WHAT YOU ARE ASKED TO DO >> Determine how many lines in the entries below contain "parser", and output only that number.

DATA RECORDS >>
=== Section Start ===
//! nginx `stub_status` report parser
//!
//! The report produced by `ngx_http_stub_status_module` is a fixed four line
//! layout:
//!
//! ```text
//! Active connections: 2
//! server accepts handled requests
//!  8522429 8522429 8641727
//! Reading: 0 Writing: 1 Waiting: 3
//! ```
//!
//! The parser reads it front to back without backtracking, emitting each
//! measurement as soon as it is known.

use std::{
    io::{self, BufRead},
    num::ParseIntError,
};

use crate::measurement::{Labels, Measurement};

#[derive(thiserror::Error, Debug)]
/// Errors produced by [`scrape`]
pub enum Error {
    /// The report ended early or a delimiter was missing.
    #[error("incorrect nginx stats")]
    MalformedReport,
    /// A line did not carry the expected number of fields.
    #[error("unable to parse server {line} stats: expected {expected} fields, found {found}")]
    FieldCountMismatch {
        /// Which line failed.
        line: &'static str,
        /// Number of fields expected.
        expected: usize,
        /// Number of fields found.
        found: usize,
    },
    /// A field was not an unsigned integer.
    #[error(transparent)]
    ParseInt(#[from] ParseIntError),
    /// A counter carried an explicit sign.
    #[error("invalid counter '{0}': sign not permitted")]
    SignedCounter(String),
    /// Reading the report body failed.
    #[error("failed to read nginx stats: {0}")]
    Io(#[from] io::Error),
}

/// Parse an unsigned decimal counter. Unlike [`str::parse`], a leading `+`
/// is rejected.
fn parse_counter(field: &str) -> Result<u64, Error> {
    if field.starts_with('+') {
        return Err(Error::SignedCounter(field.to_string()));
    }
    Ok(field.parse()?)
}

const ACCEPTS_HANDLED_REQUESTS: [&str; 3] = ["accepts", "handled", "requests"];
// (field position, name) on the `Reading: 0 Writing: 1 Waiting: 3` line
const READING_WRITING_WAITING: [(usize, &str); 3] =
    [(1, "reading"), (3, "writing"), (5, "waiting")];

/// Parse one `stub_status` report from `reader`.
///
/// Every measurement carries `labels` unchanged. Measurements are pushed to
/// `out` as they are parsed, so on error `out` retains whatever was emitted
/// before the failure.
///
/// # Errors
///
/// Returns [`Error::MalformedReport`] if the report is truncated before the
/// last line, [`Error::FieldCountMismatch`] if a counter line has the wrong
/// shape, and [`Error::ParseInt`] or [`Error::SignedCounter`] if a counter is
/// not an unsigned integer.
pub fn scrape<R>(reader: R, labels: &Labels, out: &mut Vec<Measurement>) -> Result<(), Error>
where
    R: BufRead,
{
    let mut scanner = Scanner { reader };
    active_connections(&mut scanner, labels, out)?;
    accepts_handled_requests(&mut scanner, labels, out)?;
    reading_writing_waiting(&mut scanner, labels, out)
}

struct Scanner<R> {
    reader: R,
}

impl<R: BufRead> Scanner<R> {
    /// Read up to and including `delim`. Hitting end of stream first is a
    /// malformed report unless `eof_ok`.
    fn read_until(&mut self, delim: u8, eof_ok: bool) -> Result<String, Error> {
        let mut buf = Vec::new();
        self.reader.read_until(delim, &mut buf)?;
        if buf.last() != Some(&delim) && !eof_ok {
            return Err(Error::MalformedReport);
        }
        Ok(String::from_utf8_lossy(&buf).into_owned())
    }
}

fn active_connections<R: BufRead>(
    scanner: &mut Scanner<R>,
    labels: &Labels,
    out: &mut Vec<Measurement>,
) -> Result<(), Error> {
    scanner.read_until(b':', false)?;
    let line = scanner.read_until(b'\n', false)?;
    let active = parse_counter(line.trim())?;
    out.push(Measurement::new("active", active, labels));
    Ok(())
}

fn accepts_handled_requests<R: BufRead>(
    scanner: &mut Scanner<R>,
    labels: &Labels,
    out: &mut Vec<Measurement>,
) -> Result<(), Error> {
    // column header, content is not checked
    scanner.read_until(b'\n', false)?;

    let line = scanner.read_until(b'\n', false)?;
    let fields: Vec<&str> = line.split_whitespace().collect();
    if fields.len() != ACCEPTS_HANDLED_REQUESTS.len() {
        return Err(Error::FieldCountMismatch {
            line: "accepts, handled, requests",
            expected: ACCEPTS_HANDLED_REQUESTS.len(),
            found: fields.len(),
        });
    }

    for (field, name) in fields.iter().zip(ACCEPTS_HANDLED_REQUESTS) {
        let value = parse_counter(field)?;
        out.push(Measurement::new(name, value, labels));
    }
    Ok(())
}

fn reading_writing_waiting<R: BufRead>(
    scanner: &mut Scanner<R>,
    labels: &Labels,
    out: &mut Vec<Measurement>,
) -> Result<(), Error> {
    let line = scanner.read_until(b'\n', true)?;
    let fields: Vec<&str> = line.split_whitespace().collect();
    if fields.len() != 6 {
        return Err(Error::FieldCountMismatch {
            line: "reading, writing, waiting",
            expected: 6,
            found: fields.len(),
        });
    }

    for (idx, name) in READING_WRITING_WAITING {
        let value = parse_counter(fields[idx])?;
        out.push(Measurement::new(name, value, labels));
    }
    Ok(())
}

#[cfg(test)]
mod tests {
    use super::*;
    use crate::measurement::RawValue;

    const VALID: &str = "Active connections: 2\n\
                         server accepts handled requests\n\
                         8522429 8522429 8641727\n\
                         Reading: 0 Writing: 1 Waiting: 3";

    fn labels() -> Labels {
        let mut labels = Labels::new();
        labels.insert("server".to_string(), "localhost".to_string());
        labels.insert("port".to_string(), "8080".to_string());
        labels
    }

    fn run(body: &str) -> (Result<(), Error>, Vec<Measurement>) {
        let mut out = Vec::new();
        let res = scrape(body.as_bytes(), &labels(), &mut out);
        (res, out)
    }

    #[test]
    fn valid_report() {
        let (res, out) = run(VALID);
        assert!(res.is_ok());

        let expected = [
            ("active", 2),
            ("accepts", 8_522_429),
            ("handled", 8_522_429),
            ("requests", 8_641_727),
            ("reading", 0),
            ("writing", 1),
            ("waiting", 3),
        ];
        assert_eq!(out.len(), expected.len());
        for (m, (name, value)) in out.iter().zip(expected) {
            assert_eq!(m.name, name);
            assert_eq!(m.value, RawValue::U64(value));
            assert_eq!(m.labels, labels());
        }
    }

    #[test]
    fn trailing_newline_accepted() {
        let body = format!("{VALID}\n");
        let (res, out) = run(&body);
        assert!(res.is_ok());
        assert_eq!(out.len(), 7);
    }

    #[test]
    fn missing_colon_is_malformed() {
        let (res, out) = run("Active connections 2\n\
                              server accepts handled requests\n\
                              8522429 8522429 8641727\n\
                              Reading 0 Writing 1 Waiting 3");
        assert!(matches!(res, Err(Error::MalformedReport)));
        assert!(out.is_empty());
    }

    #[test]
    fn single_line_is_malformed() {
        let (res, _) = run("Active connections: 2 server accepts handled requests \
                            8522429 8522429 8641727 Reading: 0 Writing: 1 Waiting: 3");
        assert!(matches!(res, Err(Error::MalformedReport)));
    }

    #[test]
    fn active_not_a_number() {
        let (res, _) = run("Active connections: str\n\
                            server accepts handled requests\n\
                            8522429 8522429 8641727\n\
                            Reading: 0 Writing: 1 Waiting: 3");
        let err = res.expect_err("expected parse failure");
        assert!(matches!(err, Error::ParseInt(_)));
        assert_eq!(err.to_string(), "invalid digit found in string");
    }

    #[test]
    fn truncated_after_header_is_malformed() {
        let (res, out) = run("Active connections: 2\n\
                              server accepts handled requests 8522429 8522429 8641727");
        assert!(matches!(res, Err(Error::MalformedReport)));
        assert_eq!(out.len(), 1);
    }

    #[test]
    fn handled_not_a_number_keeps_accepts() {
        let (res, out) = run("Active connections: 2\n\
                              server accepts handled requests\n\
                              8522429 handled_str 8641727\n\
                              Reading: 0 Writing: 1 Waiting: 3");
        assert!(matches!(res, Err(Error::ParseInt(_))));
        let names: Vec<_> = out.iter().map(|m| m.name).collect();
        assert_eq!(names, ["active", "accepts"]);
    }

    #[test]
    fn accepts_line_wrong_field_count() {
        let (res, _) = run("Active connections: 2\n\
                            server accepts handled requests\n\
                            8522429 8522429\n\
                            Reading: 0 Writing: 1 Waiting: 3");
        assert!(matches!(
            res,
            Err(Error::FieldCountMismatch {
                expected: 3,
                found: 2,
                ..
            })
        ));
    }

    #[test]
    fn reading_line_too_short() {
        let (res, out) = run("Active connections: 2\n\
                              server accepts handled requests\n\
                              8522429 8522429 8641727\n\
                              Reading: 0 Writing: 1 Waiting:");
        assert!(matches!(
            res,
            Err(Error::FieldCountMismatch {
                expected: 6,
                found: 5,
                ..
            })
        ));
        assert_eq!(out.len(), 4);
    }

    #[test]
    fn reading_line_labels_not_checked() {
        let (res, out) = run("Active connections: 2\n\
                              server accepts handled requests\n\
                              1 2 3\n\
                              a 4 b 5 c 6");
        assert!(res.is_ok());
        let tail: Vec<_> = out[4..].iter().map(|m| (m.name, m.value.clone())).collect();
        assert_eq!(
            tail,
            [
                ("reading", RawValue::U64(4)),
                ("writing", RawValue::U64(5)),
                ("waiting", RawValue::U64(6)),
            ]
        );
    }

    #[test]
    fn waiting_not_a_number() {
        let (res, out) = run("Active connections: 2\n\
                              server accepts handled requests\n\
                              8522429 8522429 8641727\n\
                              Reading: 0 Writing: 1 Waiting: waiting_str");
        assert!(matches!(res, Err(Error::ParseInt(_))));
        assert_eq!(out.len(), 6);
    }

    #[test]
    fn signed_counter_rejected() {
        let (res, out) = run("Active connections: 2\n\
                              server accepts handled requests\n\
                              8522429 +8522429 8641727\n\
                              Reading: 0 Writing: 1 Waiting: 3");
        let err = res.expect_err("expected sign to be rejected");
        assert!(matches!(err, Error::SignedCounter(ref f) if f == "+8522429"));
        let names: Vec<_> = out.iter().map(|m| m.name).collect();
        assert_eq!(names, ["active", "accepts"]);

        let (res, out) = run("Active connections: +2\n\
                              server accepts handled requests\n\
                              1 2 3\n\
                              Reading: 0 Writing: 1 Waiting: 3");
        assert!(matches!(res, Err(Error::SignedCounter(_))));
        assert!(out.is_empty());
    }
}
#[cfg(test)]
mod tests {
    use super::*;

    const VALID_V6: &str = r#"
{
    "version": 6,
    "nginx_version":  "1.22.333",
    "address":        "1.2.3.4",
    "generation":     88,
    "load_timestamp": 1451606400000,
    "timestamp":      1451606400000,
    "pid":            9999,
    "processes": { "respawned": 9999 },
    "connections": {
        "accepted": 1234567890000,
        "dropped":  2345678900000,
        "active":   345,
        "idle":     567
    },
    "ssl": {
        "handshakes":        1234567800000,
        "handshakes_failed": 5432100000000,
        "session_reuses":    6543210000000
    },
    "requests": { "total": 9876543210000, "current": 98 },
    "server_zones": {
        "zone.a_80": {
            "processing": 12,
            "requests": 34,
            "responses": {
                "1xx": 111, "2xx": 222, "3xx": 333, "4xx": 444, "5xx": 555,
                "total": 999
            },
            "discarded": 11,
            "received": 22,
            "sent": 33
        }
    },
    "upstreams": {
        "first_upstream": {
            "queue": { "size": 100, "max_size": 1000, "overflows": 12 },
            "peers": [
                {
                    "id": 0,
                    "server": "1.2.3.123:80",
                    "backup": false,
                    "weight": 1,
                    "state": "up",
                    "active": 0,
                    "requests": 9876,
                    "responses": {
                        "1xx": 1111, "2xx": 2222, "3xx": 3333, "4xx": 4444,
                        "5xx": 5555, "total": 987654
                    },
                    "sent": 987654321,
                    "received": 87654321,
                    "fails": 98,
                    "unavail": 65,
                    "health_checks": {
                        "checks": 54, "fails": 32, "unhealthy": 21,
                        "last_passed": false
                    },
                    "downtime": 5432,
                    "downstart": 4321,
                    "selected": 1451606400000,
                    "header_time": 2451606400000,
                    "response_time": 3451606400000,
                    "max_conns": 1000000
                }
            ],
            "keepalive": 1,
            "zombies": 2
        }
    },
    "caches": {
        "cache_01": {
            "size": 12,
            "max_size": 23,
            "cold": false,
            "hit": { "responses": 34, "bytes": 45 },
            "stale": { "responses": 56, "bytes": 67 },
            "updating": { "responses": 78, "bytes": 89 },
            "revalidated": { "responses": 90, "bytes": 98 },
            "miss": {
                "responses": 87, "bytes": 76,
                "responses_written": 65, "bytes_written": 54
            },
            "expired": {
                "responses": 43, "bytes": 32,
                "responses_written": 21, "bytes_written": 10
            },
            "bypass": {
                "responses": 13, "bytes": 35,
                "responses_written": 57, "bytes_written": 79
            }
        }
    },
    "stream": {
        "server_zones": {
            "stream.zone.01": {
                "processing": 24, "connections": 46, "received": 68, "sent": 80
            }
        },
        "upstreams": {
            "upstream.01": {
                "peers": [
                    {
                        "id": 1,
                        "server": "5.4.3.2:2345",
                        "backup": false,
                        "weight": 1,
                        "state": "up",
                        "active": 0,
                        "connections": 0,
                        "sent": 0,
                        "received": 0,
                        "fails": 0,
                        "unavail": 0,
                        "downtime": 0,
                        "downstart": 0,
                        "selected": 0,
                        "health_checks": {
                            "checks": 40851, "fails": 0, "unhealthy": 0,
                            "last_passed": true
                        },
                        "connect_time": 993,
                        "first_byte_time": 994,
                        "response_time": 995
                    }
                ],
                "zombies": 0
            }
        }
    }
}
"#;

    fn base_labels() -> Labels {
        let mut labels = Labels::new();
        labels.insert("server".to_string(), "zone.a_80".to_string());
        labels.insert("port".to_string(), "8080".to_string());
        labels
    }

    fn run(body: &str, exclude: &PeerFilter) -> (Result<(), Error>, Vec<Measurement>) {
        let mut out = Vec::new();
        let res = scrape(body.as_bytes(), &base_labels(), exclude, &mut out);
        (res, out)
    }

    fn find<'a>(out: &'a [Measurement], name: &str) -> Vec<&'a Measurement> {
        out.iter().filter(|m| m.name == name).collect()
    }

    #[test]
    fn full_document_emits_every_field() {
        let (res, out) = run(VALID_V6, &PeerFilter::default());
        assert!(res.is_ok());
        assert_eq!(out.len(), 98);

        let respawned = find(&out, "processes_respawned");
        assert_eq!(respawned.len(), 1);
        assert_eq!(respawned[0].value, RawValue::U64(9999));
        assert_eq!(respawned[0].labels, base_labels());

        let accepted = find(&out, "connections_accepted");
        assert_eq!(accepted[0].value, RawValue::U64(1_234_567_890_000));
    }

    #[test]
    fn zone_labels_extend_base() {
        let (_, out) = run(VALID_V6, &PeerFilter::default());
        let zone_2xx = find(&out, "zone_responses_2xx");
        assert_eq!(zone_2xx.len(), 1);

        let mut expected = base_labels();
        expected.insert("zone".to_string(), "zone.a_80".to_string());
        assert_eq!(zone_2xx[0].labels, expected);
        assert_eq!(zone_2xx[0].value, RawValue::U64(222));
        assert_eq!(find(&out, "zone_discarded")[0].value, RawValue::U64(11));
    }

    #[test]
    fn peer_labels_extend_upstream() {
        let (_, out) = run(VALID_V6, &PeerFilter::default());
        let backup = find(&out, "upstream_peer_backup");
        assert_eq!(backup.len(), 1);

        let mut expected = base_labels();
        expected.insert("upstream".to_string(), "first_upstream".to_string());
        expected.insert("serverAddress".to_string(), "1.2.3.123:80".to_string());
        expected.insert("id".to_string(), "0".to_string());
        assert_eq!(backup[0].labels, expected);
        assert_eq!(backup[0].value, RawValue::Bool(false));

        let state = find(&out, "upstream_peer_state");
        assert_eq!(state[0].value, RawValue::Str("up".to_string()));
    }

    #[test]
    fn cache_names_and_values() {
        let (_, out) = run(VALID_V6, &PeerFilter::default());
        let value = |name| find(&out, name)[0].value.clone();

        assert_eq!(value("cache_max_size"), RawValue::U64(23));
        assert_eq!(value("cache_miss_bytes_written"), RawValue::U64(54));
        assert_eq!(value("cache_responses"), RawValue::U64(13));
        assert_eq!(value("cache_bytes"), RawValue::U64(35));
        assert_eq!(value("cache_responses_written"), RawValue::U64(57));
        assert_eq!(value("cache_bytes_written"), RawValue::U64(79));
        assert_eq!(value("cache_cold"), RawValue::Bool(false));
    }

    #[test]
    fn missing_max_conns_emits_nothing() {
        let body = VALID_V6.replace(r#""max_conns": 1000000"#, r#""weight_extra": 0"#);
        let (res, out) = run(&body, &PeerFilter::default());
        assert!(res.is_ok());
        assert!(find(&out, "upstream_peer_max_conns").is_empty());
        assert_eq!(out.len(), 97);
    }

    #[test]
    fn excluded_peers_are_skipped() {
        let exclude: PeerFilter = ["1.2.3.123:80", "5.4.3.2:2345"].into_iter().collect();
        let (res, out) = run(VALID_V6, &exclude);
        assert!(res.is_ok());

        assert!(out.iter().all(|m| !m.name.starts_with("upstream_peer_")));
        assert!(out.iter().all(|m| !m.name.starts_with("stream_upstream_peer_")));
        assert_eq!(find(&out, "upstream_keepalive").len(), 1);
        assert_eq!(find(&out, "upstream_zombies").len(), 1);
        assert_eq!(find(&out, "upstream_queue_size").len(), 1);
        assert_eq!(find(&out, "stream_upstream_zombies").len(), 1);
        assert_eq!(out.len(), 98 - 25 - 19);
    }

    #[test]
    fn exclusion_leaves_sibling_peers() {
        let body = r#"{
            "version": 6,
            "upstreams": {
                "backend": {
                    "peers": [
                        { "id": 0, "server": "10.0.0.1:80", "state": "up" },
                        { "id": 1, "server": "10.0.0.2:80", "state": "down" }
                    ],
                    "keepalive": 0,
                    "zombies": 0
                }
            }
        }"#;
        let exclude: PeerFilter = ["10.0.0.1:80"].into_iter().collect();
        let (res, out) = run(body, &exclude);
        assert!(res.is_ok());

        let states = find(&out, "upstream_peer_state");
        assert_eq!(states.len(), 1);
        assert_eq!(
            states[0].labels.get("serverAddress").map(String::as_str),
            Some("10.0.0.2:80")
        );
        assert_eq!(states[0].value, RawValue::Str("down".to_string()));
    }

    #[test]
    fn old_schema_skips_absent_fields() {
        // version 1 predates zones, caches, ssl, peer ids and timings
        let body = r#"{
            "version": 1,
            "nginx_version": "1.5.3",
            "address": "127.0.0.1",
            "timestamp": 1375000000000,
            "connections": { "accepted": 4, "dropped": 0, "active": 1, "idle": 0 },
            "requests": { "total": 10, "current": 1 },
            "upstreams": {
                "backend": {
                    "peers": [
                        { "server": "127.0.0.1:8080", "backup": true, "weight": 1,
                          "state": "up", "active": 0, "keepalive": 2, "requests": 3,
                          "health_checks": { "checks": 0, "fails": 0, "unhealthy": 0 } }
                    ],
                    "keepalive": 0
                }
            }
        }"#;
        let (res, out) = run(body, &PeerFilter::default());
        assert!(res.is_ok());

        assert!(find(&out, "processes_respawned").is_empty());
        assert!(find(&out, "ssl_handshakes").is_empty());
        assert!(find(&out, "upstream_queue_size").is_empty());
        assert!(find(&out, "upstream_peer_selected").is_empty());
        assert!(find(&out, "upstream_peer_healthchecks_last_passed").is_empty());

        let backup = find(&out, "upstream_peer_backup");
        assert_eq!(backup.len(), 1);
        assert_eq!(backup[0].value, RawValue::Bool(true));
        assert!(!backup[0].labels.contains_key("id"));
        // connections 4, requests 2, upstream 2, peer 20
        assert_eq!(out.len(), 28);
    }

    #[test]
    fn string_version_is_decode_error() {
        let body = VALID_V6.replacen(r#""version": 6"#, r#""version": "6""#, 1);
        let (res, out) = run(&body, &PeerFilter::default());
        assert!(matches!(res, Err(Error::Decode(_))));
        assert!(out.is_empty());
    }

    #[test]
    fn truncated_document_is_decode_error() {
        let (res, out) = run(&VALID_V6[..VALID_V6.len() / 2], &PeerFilter::default());
        assert!(matches!(res, Err(Error::Decode(_))));
        assert!(out.is_empty());
    }

    #[test]
    fn stream_sessions_when_present() {
        let body = r#"{
            "version": 7,
            "stream": {
                "server_zones": {
                    "dns": {
                        "processing": 1, "connections": 2,
                        "sessions": { "1xx": 0, "2xx": 5, "3xx": 0, "4xx": 1, "5xx": 0, "total": 6 },
                        "discarded": 3, "received": 4, "sent": 5
                    }
                }
            }
        }"#;
        let (res, out) = run(body, &PeerFilter::default());
        assert!(res.is_ok());
        assert_eq!(find(&out, "stream_zone_sessions_2xx")[0].value, RawValue::U64(5));
        assert_eq!(find(&out, "stream_zone_discarded")[0].value, RawValue::U64(3));
        assert_eq!(
            find(&out, "stream_zone_sessions_total")[0]
                .labels
                .get("zone")
                .map(String::as_str),
            Some("dns")
        );
    }

    #[test]
    fn null_counters_decode_as_zero() {
        let body = r#"{
            "version": 6,
            "connections": { "accepted": 4, "dropped": null, "active": 1, "idle": 0 },
            "requests": null,
            "upstreams": {
                "backend": {
                    "peers": [ { "server": "10.0.0.1:80", "state": null, "max_conns": null } ],
                    "keepalive": null
                }
            }
        }"#;
        let (res, out) = run(body, &PeerFilter::default());
        assert!(res.is_ok());

        assert_eq!(find(&out, "connections_accepted")[0].value, RawValue::U64(4));
        assert_eq!(find(&out, "connections_dropped")[0].value, RawValue::U64(0));
        assert_eq!(find(&out, "requests_total")[0].value, RawValue::U64(0));
        assert_eq!(find(&out, "upstream_keepalive")[0].value, RawValue::U64(0));
        assert_eq!(
            find(&out, "upstream_peer_state")[0].value,
            RawValue::Str(String::new())
        );
        assert!(find(&out, "upstream_peer_max_conns").is_empty());
    }
}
=== Section End ===
FINAL ANSWER >> 2